8 Responses to A tale of two directors

  1. Ryan says:

    Damn you for bringing up the beginning of “Irreversable.”

    Also, it’d be interesting to see a comparison of Uwe Boll’s treatment vs. MNS.

  2. Noteworthy comments on “The Happening”:

    “Let it not be said that M. Night Shyamalan can’t inspire dread. Nine years after ‘The Sixth Sense,’ he may in fact be more chilling than ever. By the time his name appears under the words ‘Written, Directed and Produced by’ in the final credits of a movie, his audience has experienced a profound déjà vu, followed by the horrifying realization that two precious hours have vanished from their lives … Forever.” – Salon.com

    “M. Night Shyamalan used to have a vast army of fans. Now he has a dwindling network of apologists. The former frightmaster’s descent from wunderkind to embarrassment has been unusually dramatic and public… Shyamalan should be glad he makes movies primarily in Pennsylvania instead of Hollywood, because under California’s ‘three strikes’ law, he’d be facing hard time in movie jail thanks to his third consecutive disaster, ‘The Happening.'” – The Onion

    “M. Night Shyamalan has morphed from ‘the next Spielberg’ to a punching bag for critics and audiences alike. ‘The Happening’ reminds us why.” – Washington Times

  3. JimPanzee says:

    I thought the Lady in the Water was fine. Not great, but not awful. Part of its…er….success?…was that the infamous “Shymalan Twist” was basically broadcast well before its arrival so it didn’t have the pretense of cleverness that would have doomed it. Anybody who thought the movie was awful because the twist was “obvious” is a victim of their own egotism, thinking they “figured out” what was basically handed to them.

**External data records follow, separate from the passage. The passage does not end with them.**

use std::time::Duration;

use anyhow::{Context, Result};
use axum::Router;
use axum::http::StatusCode;
use tower_http::cors::{Any, CorsLayer};
use tower_http::timeout::TimeoutLayer;
use tower_http::trace::TraceLayer;

use crate::api::{self, AppState};
use crate::config::ServerConfig;

/// Full application router with the API mounted under `/api`
pub fn app(state: AppState, request_timeout: Duration) -> Router {
    with_layers(Router::new().nest("/api", api::router(state)), request_timeout)
}

fn with_layers(router: Router, request_timeout: Duration) -> Router {
    let cors = CorsLayer::new()
        .allow_origin(Any)
        .allow_methods(Any)
        .allow_headers(Any);

    router
        .layer(TimeoutLayer::with_status_code(
            StatusCode::REQUEST_TIMEOUT,
            request_timeout,
        ))
        .layer(TraceLayer::new_for_http())
        .layer(cors)
}

/// Serve until ctrl-c or SIGTERM
pub async fn run(config: &ServerConfig, state: AppState) -> Result<()> {
    let app = app(
        state,
        Duration::from_secs(config.request_timeout_seconds.into()),
    );

    let addr = config.bind_addr();
    let listener = tokio::net::TcpListener::bind(&addr)
        .await
        .with_context(|| format!("Failed to bind {addr}"))?;
    tracing::info!("Locator API listening on http://{}", addr);

    axum::serve(listener, app)
        .with_graceful_shutdown(shutdown_signal())
        .await
        .context("HTTP server failed")?;

    tracing::info!("Locator API stopped");
    Ok(())
}

async fn shutdown_signal() {
    let ctrl_c = async {
        if let Err(e) = tokio::signal::ctrl_c().await {
            tracing::error!("Failed to listen for ctrl-c: {}", e);
            std::future::pending::<()>().await;
        }
    };

    #[cfg(unix)]
    let terminate = async {
        match tokio::signal::unix::signal(tokio::signal::unix::SignalKind::terminate()) {
            Ok(mut signal) => {
                signal.recv().await;
            }
            Err(e) => {
                tracing::error!("Failed to install SIGTERM handler: {}", e);
                std::future::pending::<()>().await;
            }
        }
    };

    #[cfg(not(unix))]
    let terminate = std::future::pending::<()>();

    tokio::select! {
        () = ctrl_c => {},
        () = terminate => {},
    }

    tracing::info!("Shutdown signal received");
}
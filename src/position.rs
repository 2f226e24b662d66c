//! User position resolution
//!
//! The position comes from outside the locator (browser geolocation, a query
//! parameter, a configured default). Whatever goes wrong while obtaining it,
//! the rest of the locator only ever sees "a position" or "no position".

use std::time::Duration;

use anyhow::Result;
use tracing::{debug, warn};

use crate::geo::GeoPoint;

/// Supplies the user's position at most once per request
pub trait PositionProvider {
    /// `Ok(None)` means geolocation is unsupported or was denied
    async fn current_position(&self) -> Result<Option<GeoPoint>>;
}

/// Always reports the same position
#[derive(Debug, Clone, Copy)]
pub struct FixedPosition(pub GeoPoint);

impl PositionProvider for FixedPosition {
    async fn current_position(&self) -> Result<Option<GeoPoint>> {
        Ok(Some(self.0))
    }
}

/// Geolocation unavailable
#[derive(Debug, Clone, Copy, Default)]
pub struct NoPosition;

impl PositionProvider for NoPosition {
    async fn current_position(&self) -> Result<Option<GeoPoint>> {
        Ok(None)
    }
}

/// Raw latitude/longitude pair as sent by a client; either half may be missing
#[derive(Debug, Clone, Copy, Default)]
pub struct ReportedPosition {
    pub lat: Option<f64>,
    pub lng: Option<f64>,
}

impl PositionProvider for ReportedPosition {
    async fn current_position(&self) -> Result<Option<GeoPoint>> {
        match (self.lat, self.lng) {
            (Some(lat), Some(lng)) => Ok(Some(GeoPoint::new(lat, lng)?)),
            _ => Ok(None),
        }
    }
}

/// Resolve the provider's position, waiting at most `timeout`.
///
/// Never fails: provider errors and timeouts resolve to `None`, which sends
/// the selector down its fallback path.
pub async fn resolve_position<P: PositionProvider>(
    provider: &P,
    timeout: Duration,
) -> Option<GeoPoint> {
    match tokio::time::timeout(timeout, provider.current_position()).await {
        Ok(Ok(Some(position))) => {
            debug!("Resolved user position: {}", position);
            Some(position)
        }
        Ok(Ok(None)) => {
            debug!("User position unavailable");
            None
        }
        Ok(Err(e)) => {
            warn!("Position lookup failed, continuing without position: {}", e);
            None
        }
        Err(_) => {
            warn!(
                "Position lookup timed out after {}ms, continuing without position",
                timeout.as_millis()
            );
            None
        }
    }
}

#[cfg(test)]
mod tests {
    use super::*;
    use anyhow::anyhow;

    struct FailingPosition;

    impl PositionProvider for FailingPosition {
        async fn current_position(&self) -> Result<Option<GeoPoint>> {
            Err(anyhow!("permission denied"))
        }
    }

    struct SlowPosition;

    impl PositionProvider for SlowPosition {
        async fn current_position(&self) -> Result<Option<GeoPoint>> {
            tokio::time::sleep(Duration::from_secs(60)).await;
            Ok(Some(GeoPoint::new(37.5, 127.0)?))
        }
    }

    const TIMEOUT: Duration = Duration::from_millis(50);

    #[tokio::test]
    async fn test_fixed_position_resolves() {
        let p = GeoPoint::new(37.5, 127.0).unwrap();
        assert_eq!(resolve_position(&FixedPosition(p), TIMEOUT).await, Some(p));
    }

    #[tokio::test]
    async fn test_no_position_resolves_to_none() {
        assert_eq!(resolve_position(&NoPosition, TIMEOUT).await, None);
    }

    #[tokio::test]
    async fn test_errors_resolve_to_none() {
        assert_eq!(resolve_position(&FailingPosition, TIMEOUT).await, None);
    }

    #[tokio::test(start_paused = true)]
    async fn test_timeout_resolves_to_none() {
        assert_eq!(resolve_position(&SlowPosition, TIMEOUT).await, None);
    }

    #[tokio::test]
    async fn test_reported_position() {
        let full = ReportedPosition {
            lat: Some(37.5),
            lng: Some(127.0),
        };
        assert_eq!(
            resolve_position(&full, TIMEOUT).await,
            Some(GeoPoint::new(37.5, 127.0).unwrap())
        );

        let half = ReportedPosition {
            lat: Some(37.5),
            lng: None,
        };
        assert_eq!(resolve_position(&half, TIMEOUT).await, None);

        let out_of_range = ReportedPosition {
            lat: Some(137.5),
            lng: Some(127.0),
        };
        assert_eq!(resolve_position(&out_of_range, TIMEOUT).await, None);
    }
}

    I never saw Signs but thank god, cuz, the “water kills them” biz is mind numbingly stupid. It makes me want to pay to send Night to a basic earth sciences class so that he can understand what “x% Humidity” means.

    By all accounts The Happening is not only the worst Night movie of all, but perhaps the worst movie of the year so far. I heard that Marky Mark can outrun the wind. The Wind. As in that thing to which we all aspire to run like. Oh well, I’ll probably see it eventually.

  4. That’s interesting (about “The Lady in the Water”). I thought I had heard that it really didn’t have a twist as his previous movies did – perhaps because it was so telegraphed? I also don’t recall now why seemingly everybody hated the movie, only that every review I read was rife with typos because the reviewer was so busy teabagging Shyamalan and singing Eazy-E’s “Nutz on Ya Chin” while writing it.

  5. beetqueen says:

    I tried to watch “Lady in the Water” and just couldn’t get through it. It bored me. And I like Paul Giamatto. The only good movie he made was “The Sixth Sense.” I understand the idea of having a trademark, but his twists (which was awesome in “Sixth”) has become a joke. Not imaginative, just hackneyed and annoying.

    I saw his first two movies in the theater and after that it was video. I only even attempted to watch “Lady” because it was on cable and I was bored. Forget “The Happening.” I want no part of it.

    “Signs” is still the one that pisses me off most. I agree that the directing was decent, but the ending just angered me. I know some like to claim it was an homage, but I disagree. It was a cheap knock-off of a much better story.

    I have no desire to see the man fail. I would much rather he make good movies like “Sixth” so I have something I want to see in the theaters. However, I fear he is a one hit wonder who just doesn’t realize it and will keep making crap until no one is buying and the studios all dump him.

  6. alex r says:

    I have mixed feelings about Shyamalan. I liked Sixth Sense, thought Unbreakable was ok, liked Signs despite the silly ending, thought Village was weak and Lady in the Water bizarrely compelling in a train-wreck kinda of way. But the Happening is something else altogether. It is, without a doubt, one of the funniest films I have ever seen. Like, honestly gut busting, roll on the floor hilarious.

  7. alex r says:

    I did not regret seeing it one bit.

  8. alex r says:

    I mean it’s hard to hate a movie where the protagonists are running away from wind. Or where a guy casually feeds himself to lions.